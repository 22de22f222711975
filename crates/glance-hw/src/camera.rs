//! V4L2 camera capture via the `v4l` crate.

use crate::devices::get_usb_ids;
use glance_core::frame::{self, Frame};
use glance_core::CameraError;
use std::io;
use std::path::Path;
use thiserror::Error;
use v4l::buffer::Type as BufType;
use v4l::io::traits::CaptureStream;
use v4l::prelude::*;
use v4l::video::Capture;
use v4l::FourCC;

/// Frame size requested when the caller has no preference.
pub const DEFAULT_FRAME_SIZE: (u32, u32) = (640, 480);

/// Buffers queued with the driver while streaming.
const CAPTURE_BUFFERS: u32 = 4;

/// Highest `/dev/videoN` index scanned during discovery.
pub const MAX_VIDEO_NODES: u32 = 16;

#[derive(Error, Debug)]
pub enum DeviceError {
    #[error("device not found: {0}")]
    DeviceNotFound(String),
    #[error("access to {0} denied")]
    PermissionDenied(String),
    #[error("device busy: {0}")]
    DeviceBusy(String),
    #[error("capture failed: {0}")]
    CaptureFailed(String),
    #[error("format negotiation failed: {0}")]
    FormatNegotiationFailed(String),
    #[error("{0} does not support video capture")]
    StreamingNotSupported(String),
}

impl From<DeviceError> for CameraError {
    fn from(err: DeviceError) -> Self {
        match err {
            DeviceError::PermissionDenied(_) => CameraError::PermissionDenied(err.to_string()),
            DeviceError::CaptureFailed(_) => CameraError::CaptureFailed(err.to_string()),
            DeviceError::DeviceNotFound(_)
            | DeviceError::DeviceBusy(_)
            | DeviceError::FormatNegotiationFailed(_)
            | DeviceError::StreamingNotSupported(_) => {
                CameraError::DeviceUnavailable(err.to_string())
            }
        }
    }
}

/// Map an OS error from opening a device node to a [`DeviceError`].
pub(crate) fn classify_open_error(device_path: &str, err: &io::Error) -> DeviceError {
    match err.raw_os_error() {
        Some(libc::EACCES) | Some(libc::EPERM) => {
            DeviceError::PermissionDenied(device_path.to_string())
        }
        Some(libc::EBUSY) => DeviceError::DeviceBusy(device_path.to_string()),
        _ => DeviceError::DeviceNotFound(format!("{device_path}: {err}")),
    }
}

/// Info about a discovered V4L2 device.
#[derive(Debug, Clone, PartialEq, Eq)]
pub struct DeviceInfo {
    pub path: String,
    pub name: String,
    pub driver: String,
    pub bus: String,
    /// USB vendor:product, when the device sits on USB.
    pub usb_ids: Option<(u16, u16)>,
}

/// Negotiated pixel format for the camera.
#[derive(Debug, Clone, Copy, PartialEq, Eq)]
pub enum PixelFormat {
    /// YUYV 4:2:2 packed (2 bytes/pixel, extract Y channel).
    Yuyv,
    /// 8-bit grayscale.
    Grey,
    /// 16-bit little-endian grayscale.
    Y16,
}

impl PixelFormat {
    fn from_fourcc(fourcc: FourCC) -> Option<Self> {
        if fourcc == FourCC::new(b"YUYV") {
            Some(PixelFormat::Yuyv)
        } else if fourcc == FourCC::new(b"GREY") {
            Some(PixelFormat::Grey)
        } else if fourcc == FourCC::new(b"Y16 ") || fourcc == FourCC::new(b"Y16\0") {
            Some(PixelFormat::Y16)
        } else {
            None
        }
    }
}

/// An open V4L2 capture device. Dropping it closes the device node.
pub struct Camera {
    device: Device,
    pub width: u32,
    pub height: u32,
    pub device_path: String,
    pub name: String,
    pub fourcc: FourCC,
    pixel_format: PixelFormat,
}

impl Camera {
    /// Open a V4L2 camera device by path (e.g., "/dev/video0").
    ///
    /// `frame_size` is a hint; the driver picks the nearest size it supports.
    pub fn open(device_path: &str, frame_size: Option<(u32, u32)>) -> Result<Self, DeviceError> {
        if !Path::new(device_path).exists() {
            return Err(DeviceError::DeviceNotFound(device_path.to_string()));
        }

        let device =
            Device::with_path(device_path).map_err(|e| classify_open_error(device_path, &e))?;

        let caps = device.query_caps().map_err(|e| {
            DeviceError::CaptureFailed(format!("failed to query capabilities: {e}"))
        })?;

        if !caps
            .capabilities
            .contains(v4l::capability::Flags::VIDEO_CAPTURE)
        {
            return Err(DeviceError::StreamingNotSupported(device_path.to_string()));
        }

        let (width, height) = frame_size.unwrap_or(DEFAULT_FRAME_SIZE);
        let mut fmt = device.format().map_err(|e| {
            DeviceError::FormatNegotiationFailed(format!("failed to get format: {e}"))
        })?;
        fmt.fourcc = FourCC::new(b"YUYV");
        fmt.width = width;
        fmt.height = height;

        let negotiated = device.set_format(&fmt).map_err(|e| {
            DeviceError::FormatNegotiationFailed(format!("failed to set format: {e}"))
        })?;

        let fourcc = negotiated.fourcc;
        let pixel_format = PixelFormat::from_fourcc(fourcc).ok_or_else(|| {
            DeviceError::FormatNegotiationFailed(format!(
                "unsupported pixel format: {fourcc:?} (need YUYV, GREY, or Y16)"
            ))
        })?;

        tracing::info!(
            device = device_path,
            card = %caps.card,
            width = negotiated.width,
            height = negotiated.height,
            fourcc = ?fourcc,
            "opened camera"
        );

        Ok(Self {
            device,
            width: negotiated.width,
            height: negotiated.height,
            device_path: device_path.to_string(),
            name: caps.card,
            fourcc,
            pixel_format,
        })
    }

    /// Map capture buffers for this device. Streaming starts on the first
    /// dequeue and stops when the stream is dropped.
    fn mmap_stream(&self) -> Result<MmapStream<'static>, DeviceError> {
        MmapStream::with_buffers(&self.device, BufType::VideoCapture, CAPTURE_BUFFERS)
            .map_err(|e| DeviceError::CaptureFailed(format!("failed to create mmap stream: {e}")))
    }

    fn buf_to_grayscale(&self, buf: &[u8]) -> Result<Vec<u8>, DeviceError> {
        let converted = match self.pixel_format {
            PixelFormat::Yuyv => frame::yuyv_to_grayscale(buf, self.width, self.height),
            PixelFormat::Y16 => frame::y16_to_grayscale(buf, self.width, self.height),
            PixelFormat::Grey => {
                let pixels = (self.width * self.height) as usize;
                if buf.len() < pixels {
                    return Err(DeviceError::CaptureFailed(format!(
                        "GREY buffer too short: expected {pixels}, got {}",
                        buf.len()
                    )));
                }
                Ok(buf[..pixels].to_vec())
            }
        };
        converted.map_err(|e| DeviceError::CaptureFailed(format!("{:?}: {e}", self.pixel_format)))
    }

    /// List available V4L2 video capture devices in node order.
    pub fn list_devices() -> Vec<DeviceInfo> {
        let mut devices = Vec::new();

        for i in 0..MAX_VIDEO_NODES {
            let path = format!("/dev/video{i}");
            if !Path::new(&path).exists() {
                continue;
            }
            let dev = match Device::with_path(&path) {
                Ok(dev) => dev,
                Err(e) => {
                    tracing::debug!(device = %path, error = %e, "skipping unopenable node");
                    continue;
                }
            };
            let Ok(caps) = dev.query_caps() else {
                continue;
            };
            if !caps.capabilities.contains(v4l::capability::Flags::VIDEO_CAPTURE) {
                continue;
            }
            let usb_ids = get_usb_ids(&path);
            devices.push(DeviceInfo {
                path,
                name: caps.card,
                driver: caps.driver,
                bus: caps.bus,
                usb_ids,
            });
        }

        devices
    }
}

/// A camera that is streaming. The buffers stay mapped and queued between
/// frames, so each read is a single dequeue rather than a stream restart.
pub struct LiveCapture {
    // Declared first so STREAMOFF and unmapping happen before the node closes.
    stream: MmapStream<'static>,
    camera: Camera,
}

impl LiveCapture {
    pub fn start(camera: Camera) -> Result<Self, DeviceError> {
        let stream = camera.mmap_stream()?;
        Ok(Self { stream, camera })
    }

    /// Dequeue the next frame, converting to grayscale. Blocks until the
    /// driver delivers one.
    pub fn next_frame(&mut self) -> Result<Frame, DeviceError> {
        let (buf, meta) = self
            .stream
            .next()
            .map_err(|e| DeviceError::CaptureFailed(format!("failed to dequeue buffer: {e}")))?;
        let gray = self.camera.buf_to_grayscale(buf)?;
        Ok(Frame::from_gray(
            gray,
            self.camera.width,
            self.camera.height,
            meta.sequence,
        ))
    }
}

*About this task:* What you return should be exactly the lines above, starting at the one with "pub const DEFAULT_FRAME_SIZE: (u32, u32)" and ending at the one with "#[derive(Error, Debug)]", and nothing else.

*Response:*
pub const DEFAULT_FRAME_SIZE: (u32, u32) = (640, 480);

/// Buffers queued with the driver while streaming.
const CAPTURE_BUFFERS: u32 = 4;

/// Highest `/dev/videoN` index scanned during discovery.
pub const MAX_VIDEO_NODES: u32 = 16;

#[derive(Error, Debug)]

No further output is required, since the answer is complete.